"Centini, ini aku Arman!" teriak Arman kembali.
Kemudian Arman melihat Centini menghampirinya. Saat melihatnya berjalan, Arman bertambah yakin kalau gadis itu adalah Centini sahabatnya.
"Arman? Kamu benar-benar, Arman?" tanyanya tak percaya. Arman mengangguk keras untuk meyakinkan Centini
"Pak Mamat, biarkan pemuda ini masuk. Dia sahabatku,"ujarnya pelan. Pak sekuriti melepaskan dan membiarkanku masuk.
"Ayo, kita ngobrol di pojok sana, Man," ajak Centini.
Arman mengikuti Centini ke pojok ruangan. Di sana ada satu set sofa yang bisa dipakai santai dan ngobrol.
"Kamu menghilang ke mana sih, Man? Setelah perpisahan, kita tidak pernah bertemu lagi," ujar Centini membuka percakapan kami.
"Aku kuliah di Bandung, Tin. Setelah lulus aku merantau ke Sukabumi. Aku diterima untuk mengajar di salah satu SMP di sana," jawab Arman pelan.

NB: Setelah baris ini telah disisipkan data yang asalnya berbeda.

// Pollboard entry point.
//
// Startup sequence:
// 1. Initialize tracing (log to file, not terminal)
// 2. Load config
// 3. Build backend client and credential store
// 4. Create mpsc channels
// 5. Subscribe to live updates
// 6. Spawn app event loop
// 7. Run the TUI until the user quits
// 8. Cleanup on exit

use std::sync::Arc;
use std::time::Duration;

use anyhow::Context;
use tokio::sync::mpsc;
use tracing::{error, info};

use pollboard_core::app::{self, AppState};
use pollboard_core::config;
use pollboard_core::credentials::FileCredentialStore;
use pollboard_net::{subscribe, HttpPollApi};

#[tokio::main]
async fn main() -> anyhow::Result<()> {
    init_tracing()?;
    info!("Pollboard starting up");

    let config = config::load_config().context("failed to load configuration")?;
    info!(
        "Config loaded: backend={}, live updates {}",
        config.backend_url(),
        if config.live.enabled { "on" } else { "off" }
    );

    let credential_path = config
        .storage
        .credential_path
        .clone()
        .context("no credential path configured")?;
    let credentials = FileCredentialStore::new(credential_path);
    let api = Arc::new(HttpPollApi::from_config(&config));

    let (live_tx, live_rx) = mpsc::channel(256);
    let (cmd_tx, cmd_rx) = mpsc::channel(64);
    let (ui_tx, ui_rx) = mpsc::channel(256);

    // Held for the whole session; dropping it stops the listener.
    let subscription = if config.live.enabled {
        Some(subscribe(config.live_url(), live_tx))
    } else {
        drop(live_tx);
        None
    };

    let state = AppState::new(config, Box::new(credentials));
    let app_handle = tokio::spawn(async move {
        if let Err(e) = app::run(api, cmd_rx, live_rx, ui_tx, state).await {
            error!("Application loop error: {}", e);
        }
    });

    if let Err(e) = pollboard_tui::run(ui_rx, cmd_tx).await {
        error!("TUI error: {}", e);
    }

    let _ = tokio::time::timeout(Duration::from_secs(5), async {
        let _ = app_handle.await;
    })
    .await;

    drop(subscription);

    info!("Pollboard shut down cleanly");
    Ok(())
}

/// Log to a file; the terminal belongs to the TUI.
fn init_tracing() -> anyhow::Result<()> {
    use tracing_subscriber::fmt;
    use tracing_subscriber::EnvFilter;

    let log_dir = std::env::current_dir()?.join("logs");
    std::fs::create_dir_all(&log_dir)?;

    let log_file = std::fs::File::create(log_dir.join("pollboard.log"))?;

    let subscriber = fmt::Subscriber::builder()
        .with_env_filter(EnvFilter::try_from_default_env().unwrap_or_else(|_| {
            EnvFilter::new("pollboard_core=info,pollboard_net=info,pollboard_tui=info,warn")
        }))
        .with_writer(log_file)
        .with_ansi(false)
        .with_target(true)
        .with_thread_ids(true)
        .with_line_number(true)
        .finish();

    tracing::subscriber::set_global_default(subscriber)
        .context("failed to set tracing subscriber")?;

    Ok(())
}
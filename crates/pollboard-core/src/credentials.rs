// Client-local storage for the sign-in credential.
//
// A stored credential means the user was signed in last time; it is
// re-exchanged with the backend at boot. No stored credential means
// anonymous, read-only mode.

use std::path::PathBuf;

use thiserror::Error;
use tracing::warn;

#[derive(Debug, Error)]
pub enum CredentialError {
    #[error("failed to write credential file {path}: {source}")]
    Write {
        path: PathBuf,
        source: std::io::Error,
    },

    #[error("failed to remove credential file {path}: {source}")]
    Remove {
        path: PathBuf,
        source: std::io::Error,
    },
}

pub trait CredentialStore: Send + Sync {
    fn load(&self) -> Option<String>;
    fn save(&mut self, credential: &str) -> Result<(), CredentialError>;
    fn clear(&mut self) -> Result<(), CredentialError>;
}

/// Keeps the credential in a single file.
#[derive(Debug, Clone)]
pub struct FileCredentialStore {
    path: PathBuf,
}

impl FileCredentialStore {
    pub fn new(path: impl Into<PathBuf>) -> Self {
        FileCredentialStore { path: path.into() }
    }
}

impl CredentialStore for FileCredentialStore {
    fn load(&self) -> Option<String> {
        match std::fs::read_to_string(&self.path) {
            Ok(text) => {
                let text = text.trim();
                (!text.is_empty()).then(|| text.to_string())
            }
            Err(e) if e.kind() == std::io::ErrorKind::NotFound => None,
            Err(e) => {
                warn!("Failed to read credential file {}: {}", self.path.display(), e);
                None
            }
        }
    }

    fn save(&mut self, credential: &str) -> Result<(), CredentialError> {
        let write_err = |source| CredentialError::Write {
            path: self.path.clone(),
            source,
        };
        if let Some(parent) = self.path.parent() {
            std::fs::create_dir_all(parent).map_err(write_err)?;
        }
        std::fs::write(&self.path, credential).map_err(write_err)
    }

    fn clear(&mut self) -> Result<(), CredentialError> {
        match std::fs::remove_file(&self.path) {
            Ok(()) => Ok(()),
            Err(e) if e.kind() == std::io::ErrorKind::NotFound => Ok(()),
            Err(source) => Err(CredentialError::Remove {
                path: self.path.clone(),
                source,
            }),
        }
    }
}

/// Credential held only for the lifetime of the process.
#[derive(Debug, Clone, Default)]
pub struct MemoryCredentialStore {
    credential: Option<String>,
}

impl MemoryCredentialStore {
    pub fn new() -> Self {
        Self::default()
    }

    pub fn with_credential(credential: impl Into<String>) -> Self {
        MemoryCredentialStore {
            credential: Some(credential.into()),
        }
    }
}

impl CredentialStore for MemoryCredentialStore {
    fn load(&self) -> Option<String> {
        self.credential.clone()
    }

    fn save(&mut self, credential: &str) -> Result<(), CredentialError> {
        self.credential = Some(credential.to_string());
        Ok(())
    }

    fn clear(&mut self) -> Result<(), CredentialError> {
        self.credential = None;
        Ok(())
    }
}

Arman sengaja tidak bercerita tentang peristiwa tragis ayah dan ibunya
"Kamu sendiri masih senang menari. Kamu tidak berubah, ya. Malah semakin cantik dan dewasa," puji Arman sambil memandang Centini. Yang dipuji tampak tersenyum malu.
"Apa kabar Gondo dan Diah? Aku juga tidak pernah bertemu dengan mereka?" tanya Arman kepada Centini.
"Kamu tidak tahu kabar mereka? Memang kamu tidak pernah berkomunikasi dengan mereka?" Tini balik bertanya. Arman hanya menggelengkan kepala saja.